The wind blows strong in this glorious light, lines of snow pulled outstretched off the high peaks to my south. The engine quiet, I sit here aghast at the brilliance of this beautiful world. I have spent hours digging across the slide path en route to our cabin, the recent storm depositing much-needed feet of crystalline water, returning this land here to winter and ensuing challenges.
Yet, this is the first moment I have taken to really be in it, the vastness, the miracle of light, snow, cloud, movements... this everything-ness, wide awake in daylight winter mountain magic.

Getting beyond the to-do list can be difficult, both in our day-to-day lives and also within ceremony. I have seen this in myself almost every time I have taken myself into a rite-of-passage ceremony, and I have heard others recount the same.
Last summer, as we were preparing to guide a backpacking rite-of-passage quest into the Olympic National Park for the 4th consecutive summer, the logistics of all the preparations were taking a lot of time and our schedule was being swamped.

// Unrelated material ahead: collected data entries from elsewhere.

/// One walk over the whole document that prunes hopeless nodes, captures
/// byline and language, and collects the elements worth scoring.
///
/// Divs get special treatment on the way: runs of phrasing children are
/// wrapped in paragraphs, a div that is a pure paragraph wrapper is
/// unwrapped, and a div with no block children becomes a paragraph itself.
fn prepare_nodes(
    doc: &NodeRef,
    article_title: &str,
    byline: &mut Option<String>,
    lang: &mut Option<String>,
    flags: GrabFlags,
    options: &ReadabilityOptions,
) -> Vec<NodeRef> {
    let mut elements_to_score: Vec<NodeRef> = Vec::new();
    let mut should_remove_title_header = true;

    let mut cursor = dom_utils::first_element_child(doc);
    while let Some(node) = cursor {
        if node.as_element().is_none() {
            cursor = dom_utils::next_element_node(&node, false);
            continue;
        }
        let match_string = dom_utils::class_and_id(&node);

        if dom_utils::is_tag(&node, "html") {
            if let Some(value) = dom_utils::get_attr(&node, "lang") {
                *lang = Some(value);
            }
        }

        if !dom_utils::is_probably_visible(&node) {
            log(options, &format!("Removing hidden node - {}", match_string));
            cursor = dom_utils::remove_and_get_next_element(node);
            continue;
        }

        // Modal dialogs never hold the article.
        if dom_utils::get_attr(&node, "aria-modal").as_deref() == Some("true")
            && dom_utils::get_attr(&node, "role").as_deref() == Some("dialog")
        {
            cursor = dom_utils::remove_and_get_next_element(node);
            continue;
        }

        if check_byline(&node, &match_string, byline) {
            cursor = dom_utils::remove_and_get_next_element(node);
            continue;
        }

        if should_remove_title_header && header_duplicates_title(&node, article_title) {
            log(options, "Removing header duplicating the article title");
            should_remove_title_header = false;
            cursor = dom_utils::remove_and_get_next_element(node);
            continue;
        }

        if flags.contains(GrabFlags::STRIP_UNLIKELYS) {
            if REGEXPS.unlikely_candidates.is_match(&match_string)
                && !REGEXPS.ok_maybe_its_a_candidate.is_match(&match_string)
                && !dom_utils::has_ancestor_tag(&node, "table", 3)
                && !dom_utils::has_ancestor_tag(&node, "code", 3)
                && !dom_utils::is_tag(&node, "body")
                && !dom_utils::is_tag(&node, "a")
            {
                log(
                    options,
                    &format!("Removing unlikely candidate - {}", match_string),
                );
                cursor = dom_utils::remove_and_get_next_element(node);
                continue;
            }
            if let Some(role) = dom_utils::get_attr(&node, "role") {
                if UNLIKELY_ROLES.contains(&role.as_str()) {
                    cursor = dom_utils::remove_and_get_next_element(node);
                    continue;
                }
            }
        }

        let is_structural = dom_utils::is_tag(&node, "div")
            || dom_utils::is_tag(&node, "section")
            || dom_utils::is_tag(&node, "header")
            || matches!(
                node.as_element().map(|e| e.name.local.to_string()).as_deref(),
                Some("h1" | "h2" | "h3" | "h4" | "h5" | "h6")
            );
        if is_structural && dom_utils::is_element_without_content(&node) {
            cursor = dom_utils::remove_and_get_next_element(node);
            continue;
        }

        if let Some(element) = node.as_element() {
            let tag: &str = &element.name.local;
            if DEFAULT_TAGS_TO_SCORE.contains(&tag) {
                elements_to_score.push(node.clone());
            }
        }

        let mut current = node;
        if dom_utils::is_tag(&current, "div") {
            // Wrap each run of phrasing children in its own paragraph.
            let mut paragraph: Option<NodeRef> = None;
            let mut child_cursor = current.first_child();
            while let Some(child) = child_cursor {
                let next_sibling = child.next_sibling();
                if dom_utils::is_phrasing_content(&child) {
                    if let Some(p) = &paragraph {
                        p.append(child);
                    } else if !dom_utils::is_whitespace(&child) {
                        let p = dom_utils::create_element("p");
                        child.insert_before(p.clone());
                        p.append(child);
                        paragraph = Some(p);
                    }
                } else if let Some(p) = paragraph.take() {
                    while let Some(last) = p.last_child() {
                        if dom_utils::is_whitespace(&last) {
                            last.detach();
                        } else {
                            break;
                        }
                    }
                }
                child_cursor = next_sibling;
            }

            if dom_utils::has_single_tag_inside_element(&current, "p")
                && dom_utils::link_density(&current) < 0.25
            {
                // The div is a pure wrapper; promote the paragraph.
                if let Some(only_child) = dom_utils::first_element_child(&current) {
                    current.insert_before(only_child.clone());
                    current.detach();
                    elements_to_score.push(only_child.clone());
                    current = only_child;
                }
            } else if !dom_utils::has_child_block_element(&current) {
                current = dom_utils::set_node_tag(&current, "p");
                elements_to_score.push(current.clone());
            }
        }

        cursor = dom_utils::next_element_node(&current, false);
    }

    elements_to_score
}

It felt like there was so much to do. Eventually, the bags were packed and we took our small group into the forest just above basecamp to have our first talking circle. I could feel the tension growing, the desire for us to get in the cars and depart, a throb of impatience just below the surface. As the piece came to me, I realized that by taking this time, sitting in a circle with one another and beginning to really listen, this was doing so much.
It was a turn of phrase which exemplified my own struggle: the rush and inner pulse to get going, get the journey started, get to the destination. Deeply, however, what I really wanted to hold and really hoped to cultivate inside myself and in this program was greater awareness that each moment of our lives is the destination. To sit in circle, begin to open to the vulnerability of our shared Earthen-ness and humanity, was the most precious of gifts.
That was doing so much.

If you follow the San Pedro River north out of San Pedro de Atacama in North Chile (highly recommend you rent a mountain bike for the journey), you will come to the Catarpe Valley. This valley, like many of the others nearby, takes its name from the indigenous people who live there and whose ancestors have lived there for millennia. Graciously, they allow visitors to enter and wander the riparian corridor and beautiful canyons, all set within one of the driest and highest desert places on Earth.
Continuing onward a few kilometers, just past a small bridge that has such a dearth of water flowing under that one might forget the desert abounding on all sides, there is a small trail that meanders off to the right (east) named Garganta del Diablo: throat of the devil. I have never understood the colonial-era propensity for naming such profoundly glorious places with such absurd allusions to monotheistic mythological figures. At the start of the entrance, there is a sign:
We will never know the value of water until the well is empty.
Yet, there is an unceasing and mostly unstated pulse in our culture to hustle, to work as hard as we can, to be productive, what the Dalai Lama has called a 'busy sickness.' On so many levels, such inner calculus makes sense, emerging from the dire need to survive in this money-centric, profit-driven world. Opportunities are not equal and inequalities surround. The to-do lists get made and remade on all levels until each aspect of our day is filtered toward maximizing efficiency and value-adds and minimizing opportunity costs and unnecessary exigencies.
I get dizzy just considering all of us, the world over, lost in that cycle of modernity.
So, the question then comes back to each of us: is this really how we want to live? All of our moments? All of our days? Are these living manifestations of wants, needs, dreams so proffered by this accelerating culture truly our dreams, wants, needs?
Even if, as Glendinning suggested (2002), the education we received and is ongoingly transferred from this culture is "designed to reproduce in me(us) the perception, thinking, and body language of a citizen of empire," we can choose to let that go (Kindle Locations 219-221).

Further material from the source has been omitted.